Segment Open

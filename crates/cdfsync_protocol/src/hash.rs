//! Content hashes.

use serde::{Deserialize, Serialize};
use sha2::{Digest, Sha256};
use std::fmt;

/// Content-addressed hash of an entity's serialized form.
///
/// Hashes are used purely for change detection: two equal hashes mean the
/// entity has not changed since it was last imported. They carry no graph
/// structure.
#[derive(Clone, PartialEq, Eq, PartialOrd, Ord, Hash, Serialize, Deserialize)]
#[serde(transparent)]
pub struct ContentHash(String);

impl ContentHash {
    /// Wraps a hash string reported by a publisher or hub.
    pub fn new(hash: impl Into<String>) -> Self {
        Self(hash.into())
    }

    /// Computes the lowercase hex SHA-256 of `bytes`.
    #[must_use]
    pub fn compute(bytes: &[u8]) -> Self {
        Self(hex::encode(Sha256::digest(bytes)))
    }

    /// Returns the hash as a string slice.
    #[must_use]
    pub fn as_str(&self) -> &str {
        &self.0
    }
}

impl fmt::Debug for ContentHash {
    fn fmt(&self, f: &mut fmt::Formatter<'_>) -> fmt::Result {
        write!(f, "ContentHash({})", self.0)
    }
}

impl fmt::Display for ContentHash {
    fn fmt(&self, f: &mut fmt::Formatter<'_>) -> fmt::Result {
        f.write_str(&self.0)
    }
}

impl From<&str> for ContentHash {
    fn from(value: &str) -> Self {
        Self::new(value)
    }
}

#[cfg(test)]
mod tests {
    use super::*;

    #[test]
    fn compute_known_value() {
        let hash = ContentHash::compute(b"abc");
        assert_eq!(
            hash.as_str(),
            "ba7816bf8f01cfea414140de5dae2223b00361a396177a9cb410ff61f20015ad"
        );
    }

    #[test]
    fn equality_is_textual() {
        assert_eq!(ContentHash::new("h1"), ContentHash::from("h1"));
        assert_ne!(ContentHash::new("h1"), ContentHash::new("h2"));
    }
}
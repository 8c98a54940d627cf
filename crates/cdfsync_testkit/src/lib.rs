//! # cdfsync testkit
//!
//! Test utilities for cdfsync.
//!
//! This crate provides:
//! - An in-process hub speaking the HTTP contract ([`MemoryHub`])
//! - Graph fixtures and pipeline builders
//! - Property-based generators for layered dependency graphs
//!
//! ## Usage
//!
//! ```rust
//! use cdfsync_testkit::prelude::*;
//!
//! let fixture = GraphFixture::diamond();
//! let pipeline = mock_pipeline(fixture.mock_source());
//! let report = pipeline.import_entities(&fixture.seed_strings()).unwrap();
//! assert_eq!(report.imported.len(), 4);
//! ```

#![deny(unsafe_code)]
#![warn(missing_docs)]

pub mod fixtures;
pub mod generators;
pub mod hub;

/// Prelude module for convenient imports
pub mod prelude {
    pub use crate::fixtures::*;
    pub use crate::generators::*;
    pub use crate::hub::*;
}

pub use fixtures::*;
pub use generators::*;
pub use hub::*;
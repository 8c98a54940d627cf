//! Compact command implementation.

use super::require_ledger;
use cdfsync_tracker::LedgerTracker;
use std::path::Path;

/// Runs the compact command.
pub fn run(path: &Path, dry_run: bool) -> Result<(), Box<dyn std::error::Error>> {
    require_ledger(path)?;
    println!("Compacting ledger at {:?}", path);
    if dry_run {
        println!("(dry run - no changes will be made)");
    }
    println!();

    let tracker = LedgerTracker::open_file(path)?;
    let stats = tracker.stats()?;
    println!("Compaction Analysis:");
    println!("  Frames:       {}", stats.frames);
    println!("  Live records: {}", stats.records);
    println!("  Size:         {} bytes", stats.bytes);

    if dry_run {
        return Ok(());
    }
    if stats.frames <= stats.records as u64 {
        println!();
        println!("No compaction needed - ledger is already optimal");
        return Ok(());
    }

    println!();
    println!("Performing compaction...");
    let report = tracker.compact()?;
    let saved = report.bytes_before.saturating_sub(report.bytes_after);
    println!("  Frames: {} -> {}", report.frames_before, report.frames_after);
    println!(
        "  Space saved: {} bytes ({:.1}%)",
        saved,
        if report.bytes_before > 0 {
            saved as f64 / report.bytes_before as f64 * 100.0
        } else {
            0.0
        }
    );
    println!("✓ Compaction complete");
    Ok(())
}
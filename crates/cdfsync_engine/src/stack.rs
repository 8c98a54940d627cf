//! The dependency stack accumulator.

use crate::error::{ImportError, ImportResult};
use cdfsync_protocol::{EntityUuid, LocalReference};
use std::collections::BTreeMap;

/// A remote uuid paired with the local object it resolved to.
#[derive(Debug, Clone, PartialEq, Eq)]
pub struct EntityWrapper {
    /// Remote entity uuid.
    pub remote_uuid: EntityUuid,
    /// Local object, real or stub.
    pub local: LocalReference,
}

impl EntityWrapper {
    /// Creates a wrapper.
    pub fn new(remote_uuid: EntityUuid, local: LocalReference) -> Self {
        Self { remote_uuid, local }
    }
}

/// Everything resolved so far in one import, keyed by remote uuid.
///
/// The stack is passed by value and returned, never shared. Registration
/// rules keep resolution at-most-once per import:
///
/// - an unseen uuid may be registered as real or stub
/// - a stub may be upgraded to a real object
/// - registering the identical entry again is a no-op
/// - anything else is a [`ImportError::StackConflict`]
#[derive(Debug, Clone, Default, PartialEq, Eq)]
pub struct DependencyStack {
    entries: BTreeMap<EntityUuid, EntityWrapper>,
}

impl DependencyStack {
    /// Creates an empty stack.
    pub fn new() -> Self {
        Self::default()
    }

    /// Registers `wrapper`, returning the updated stack.
    ///
    /// # Errors
    ///
    /// Returns [`ImportError::StackConflict`] if the uuid is already
    /// resolved to something else and this is not a stub upgrade.
    pub fn with_entity(mut self, wrapper: EntityWrapper) -> ImportResult<Self> {
        self.register(wrapper)?;
        Ok(self)
    }

    /// Registers `wrapper` in place. Same rules as [`Self::with_entity`].
    ///
    /// # Errors
    ///
    /// Returns [`ImportError::StackConflict`] on a conflicting registration.
    pub fn register(&mut self, wrapper: EntityWrapper) -> ImportResult<()> {
        let uuid = wrapper.remote_uuid;
        match self.entries.get(&uuid) {
            None => {}
            Some(existing) if existing == &wrapper => return Ok(()),
            Some(existing) if existing.local.is_stub() && !wrapper.local.is_stub() => {}
            Some(_) => return Err(ImportError::StackConflict { uuid }),
        }
        self.entries.insert(uuid, wrapper);
        Ok(())
    }

    /// Returns the entry for `uuid`.
    pub fn get(&self, uuid: &EntityUuid) -> Option<&EntityWrapper> {
        self.entries.get(uuid)
    }

    /// Returns true if `uuid` is registered, real or stub.
    pub fn contains(&self, uuid: &EntityUuid) -> bool {
        self.entries.contains_key(uuid)
    }

    /// Returns true if `uuid` is registered as a real object.
    pub fn is_real(&self, uuid: &EntityUuid) -> bool {
        self.entries
            .get(uuid)
            .is_some_and(|wrapper| !wrapper.local.is_stub())
    }

    /// Returns the number of entries.
    pub fn len(&self) -> usize {
        self.entries.len()
    }

    /// Returns true if the stack is empty.
    pub fn is_empty(&self) -> bool {
        self.entries.is_empty()
    }

    /// Iterates over the entries in uuid order.
    pub fn iter(&self) -> impl Iterator<Item = &EntityWrapper> {
        self.entries.values()
    }

    /// Returns the uuids currently registered as stubs.
    pub fn stub_uuids(&self) -> Vec<EntityUuid> {
        self.entries
            .values()
            .filter(|wrapper| wrapper.local.is_stub())
            .map(|wrapper| wrapper.remote_uuid)
            .collect()
    }
}
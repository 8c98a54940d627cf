//! Remote CDF source abstraction.

use crate::error::{ImportError, ImportResult};
use cdfsync_protocol::{Cdf, CdfDocument, EntityUuid, WebhookEndpoint, WebhookPayload};
use parking_lot::Mutex;
use std::collections::{BTreeMap, BTreeSet};

/// Response to an outbound republish request.
#[derive(Debug, Clone, PartialEq, Eq)]
pub struct RemoteResponse {
    /// HTTP status code.
    pub status_code: u16,
    /// Response body.
    pub body: Vec<u8>,
}

impl RemoteResponse {
    /// Returns true for 2xx responses.
    pub fn is_success(&self) -> bool {
        (200..300).contains(&self.status_code)
    }
}

/// The hub, as seen by the import engine.
///
/// Transport failures surface as [`ImportError::Transport`]. A fetch never
/// hides a failure behind an empty document; an empty document means the hub
/// holds none of the requested entities.
pub trait RemoteCdfSource: Send + Sync {
    /// Fetches CDFs for `uuids`. Uuids the hub does not hold are absent from
    /// the returned document.
    fn fetch_by_uuids(&self, uuids: &BTreeSet<EntityUuid>) -> ImportResult<CdfDocument>;

    /// Returns the webhook registered by `origin`, if any.
    fn webhook_for(&self, origin: &EntityUuid) -> ImportResult<Option<WebhookEndpoint>>;

    /// Sends a republish request to an origin's webhook.
    fn request_republish(
        &self,
        endpoint: &WebhookEndpoint,
        payload: &WebhookPayload,
    ) -> ImportResult<RemoteResponse>;
}

/// A recorded republish request.
#[derive(Debug, Clone, PartialEq, Eq)]
pub struct SentRepublish {
    /// Target webhook.
    pub endpoint: WebhookEndpoint,
    /// Payload sent.
    pub payload: WebhookPayload,
}

#[derive(Debug, Default)]
struct MockState {
    entities: BTreeMap<EntityUuid, Cdf>,
    webhooks: BTreeMap<EntityUuid, WebhookEndpoint>,
    unreachable_origins: BTreeSet<EntityUuid>,
    fetch_failures: u32,
    fetch_calls: Vec<BTreeSet<EntityUuid>>,
    republished: Vec<SentRepublish>,
}

/// An in-memory hub for tests.
///
/// Records every fetch request and republish request it receives.
#[derive(Debug, Default)]
pub struct MockRemoteSource {
    state: Mutex<MockState>,
}

impl MockRemoteSource {
    /// Creates an empty hub.
    pub fn new() -> Self {
        Self::default()
    }

    /// Creates a hub holding `entities`.
    pub fn with_entities(entities: impl IntoIterator<Item = Cdf>) -> Self {
        let source = Self::new();
        for cdf in entities {
            source.publish(cdf);
        }
        source
    }

    /// Adds or replaces an entity on the hub.
    pub fn publish(&self, cdf: Cdf) {
        self.state.lock().entities.insert(cdf.uuid, cdf);
    }

    /// Removes an entity from the hub.
    pub fn unpublish(&self, uuid: &EntityUuid) -> Option<Cdf> {
        self.state.lock().entities.remove(uuid)
    }

    /// Registers a webhook for `origin` at `url`.
    pub fn register_webhook(&self, origin: EntityUuid, url: impl Into<String>) {
        let endpoint = WebhookEndpoint {
            uuid: EntityUuid::new_v4(),
            client_uuid: origin,
            url: url.into(),
        };
        self.state.lock().webhooks.insert(origin, endpoint);
    }

    /// Makes republish requests to `origin` fail with a transport error.
    pub fn set_unreachable(&self, origin: EntityUuid) {
        self.state.lock().unreachable_origins.insert(origin);
    }

    /// Makes the next `count` fetches fail with a retryable transport error.
    pub fn fail_next_fetches(&self, count: u32) {
        self.state.lock().fetch_failures = count;
    }

    /// Returns the uuid sets of every fetch request, in order.
    pub fn fetch_calls(&self) -> Vec<BTreeSet<EntityUuid>> {
        self.state.lock().fetch_calls.clone()
    }

    /// Returns every republish request sent, in order.
    pub fn republished(&self) -> Vec<SentRepublish> {
        self.state.lock().republished.clone()
    }
}

impl RemoteCdfSource for MockRemoteSource {
    fn fetch_by_uuids(&self, uuids: &BTreeSet<EntityUuid>) -> ImportResult<CdfDocument> {
        let mut state = self.state.lock();
        state.fetch_calls.push(uuids.clone());
        if state.fetch_failures > 0 {
            state.fetch_failures -= 1;
            return Err(ImportError::transport_retryable("connection reset by hub"));
        }
        Ok(uuids
            .iter()
            .filter_map(|uuid| state.entities.get(uuid).cloned())
            .collect())
    }

    fn webhook_for(&self, origin: &EntityUuid) -> ImportResult<Option<WebhookEndpoint>> {
        Ok(self.state.lock().webhooks.get(origin).cloned())
    }

    fn request_republish(
        &self,
        endpoint: &WebhookEndpoint,
        payload: &WebhookPayload,
    ) -> ImportResult<RemoteResponse> {
        let mut state = self.state.lock();
        if state.unreachable_origins.contains(&endpoint.client_uuid) {
            return Err(ImportError::transport_retryable(format!(
                "{} unreachable",
                endpoint.url
            )));
        }
        state.republished.push(SentRepublish {
            endpoint: endpoint.clone(),
            payload: payload.clone(),
        });
        Ok(RemoteResponse {
            status_code: 200,
            body: Vec::new(),
        })
    }
}

#[cfg(test)]
mod tests {
    use super::*;
    use cdfsync_protocol::{CdfType, EntityDescriptor};

    fn uuid(n: u8) -> EntityUuid {
        EntityUuid::from_bytes([n; 16])
    }

    #[test]
    fn fetch_returns_only_held_entities() {
        let source = MockRemoteSource::with_entities([Cdf::new(
            uuid(1),
            CdfType::ContentEntity,
            uuid(9),
        )]);

        let doc = source
            .fetch_by_uuids(&BTreeSet::from([uuid(1), uuid(2)]))
            .unwrap();
        assert_eq!(doc.uuids(), BTreeSet::from([uuid(1)]));
        assert_eq!(source.fetch_calls().len(), 1);
    }

    #[test]
    fn injected_fetch_failure_is_retryable() {
        let source = MockRemoteSource::new();
        source.fail_next_fetches(1);

        let err = source.fetch_by_uuids(&BTreeSet::new()).unwrap_err();
        assert!(err.is_retryable());
        assert!(source.fetch_by_uuids(&BTreeSet::new()).is_ok());
    }

    #[test]
    fn republish_recorded_or_refused() {
        let source = MockRemoteSource::new();
        source.register_webhook(uuid(9), "https://origin.example/webhook");
        let endpoint = source.webhook_for(&uuid(9)).unwrap().unwrap();
        let payload = WebhookPayload::republish(
            uuid(5),
            uuid(9),
            vec![EntityDescriptor::from_cdf(&Cdf::new(
                uuid(1),
                CdfType::ContentEntity,
                uuid(9),
            ))],
        );

        assert!(source.request_republish(&endpoint, &payload).unwrap().is_success());
        assert_eq!(source.republished().len(), 1);

        source.set_unreachable(uuid(9));
        assert!(source.request_republish(&endpoint, &payload).is_err());
        assert!(source.webhook_for(&uuid(8)).unwrap().is_none());
    }
}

Segment Closed

- EXERCISE AIM -
Whenever a line in the preceding entries includes the word "RemoteResponse", count it, and state the total alone.

- WRITTEN ANSWER -
5